Nel 1729 una grave epidemia decimò ulteriormente la popolazione cittadina e nel 1770 il Brydone così ci parla di Siracusa, ormai tanto provata da tutte queste vicende: Siamo arcistufi di Siracusa, di tutti i luoghi squallidi incontrati fino ad ora è di gran lunga il più squallido. Gli abitanti sono poveri e cencio si oltre ogni dire, a parte questo, molti sono talmente pieni di scabbia che siamo in continua apprensione, e cominciamo ad essere ben contenti di non essere riusciti a trovare un letto. È veramente triste constatare il contrasto fra l’antica magnificenza di questa città e la sua miseria attuale. La grande Siracusa, la più opulenta e la più potente fra tutte le città greche, che con le sue forze fu capace in varie occasioni di tener in scacco le forze di Cartagine e di Roma; che si narra abbia respinto … flotte di duemila vele ed armate di duecentomila uomini … questa superba città, dico, è ora ridotta come rango d’importanza addirittura al di sotto del villaggio più meschino.
Più avanti del passo ricordato lo stesso Brydone insiste su questi aspetti e, parlando del suo soggiorno alla Valletta, scrive: Scesi a terra, ci parve di essere capitati in un altro mondo. Le strade erano affollate di gente ben vestita, il cui aspetto denotava salute ed agiatezza, quanto invece a Siracusa era molto se si vedeva un’anima e le poche persone che andavano in giro tradivano cattiva salute e miseria.
Le impressioni del viaggiatore scozzese non è pensabile che siano state partigiane o improntate a disprezzo per la Sicilia; basta leggere le descrizioni che lo stesso Brydone fornisce di Messina e di Palermo, alla quale dedica molta parte del proprio libro.
Per il vero Siracusa doveva conoscere in quel momento uno dei punti di maggiore contrazione economico-sociale di tutta la propria storia.
Nel secolo XVIII i nomi dei principali architetti operanti a Siracusa sono Luciano Alì (palazzo Beneventano), Luciano Caracciolo, il Dumontier (rimaneggiamento del palazzo Arcivescovile), Pompeo Picherali e principalmente Andrea Palma, che realizzerà in una città che, come ricorda Brydone, era ridotta al lumicino, quel capo d’opera che è la nuova facciata della Cattedrale.
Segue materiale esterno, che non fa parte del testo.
//! Tracks whether the backing store is reachable.

use std::sync::{
    Arc,
    atomic::{AtomicBool, Ordering},
};

use tokio::task::JoinHandle;
use tracing::{info, warn};

use crate::store::{EventReceiver, StoreEvent};

use super::config::ErrorHook;
use super::error::CacheError;

/// A shared reachability flag for the backing store.
///
/// Starts out unavailable and changes only in response to [`StoreEvent`]s.
/// Reading it never blocks, so the cache checks it on every request.
#[derive(Debug, Clone, Default)]
pub struct Availability {
    up: Arc<AtomicBool>,
}

impl Availability {
    pub fn new() -> Self {
        Self::default()
    }

    pub fn is_available(&self) -> bool {
        self.up.load(Ordering::Acquire)
    }

    /// Applies one lifecycle event. Connection errors are passed to `on_error`.
    pub fn apply(&self, event: StoreEvent, on_error: Option<&ErrorHook>) {
        match event {
            StoreEvent::Connected => {
                info!("cache store connected; caching enabled");
                self.up.store(true, Ordering::Release);
            }
            StoreEvent::Disconnected => {
                info!("cache store disconnected; caching disabled");
                self.up.store(false, Ordering::Release);
            }
            StoreEvent::Error(error) => {
                self.up.store(false, Ordering::Release);
                let error = CacheError::Connection(error);
                warn!(error = %error, "caching disabled");
                if let Some(on_error) = on_error {
                    on_error(&error);
                }
            }
        }
    }

    /// Spawns the listener task that owns all updates from now on.
    ///
    /// The task ends when every sender of `events` has been dropped.
    pub fn listen(&self, mut events: EventReceiver, on_error: Option<ErrorHook>) -> JoinHandle<()> {
        let availability = self.clone();
        tokio::spawn(async move {
            while let Some(event) = events.recv().await {
                availability.apply(event, on_error.as_ref());
            }
        })
    }
}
Come in ogni periodo di ripresa di cultura urbanistica, oltre che Ortigia, i lavori edilizi interessarono i due tradizionali punti di S. Marziano e di S. Lucia.
La Chiesa di S. Lucia, probabilmente su disegno di P. Picherali, venne avvolta da un ordine architettonico che avrebbe dovuto costituire un plastico involucro che ne avrebbe totalmente nascosto le strutture. Vicinissimo era già stata realizzata la piccola chiesa del sepolcro di S. Lucia.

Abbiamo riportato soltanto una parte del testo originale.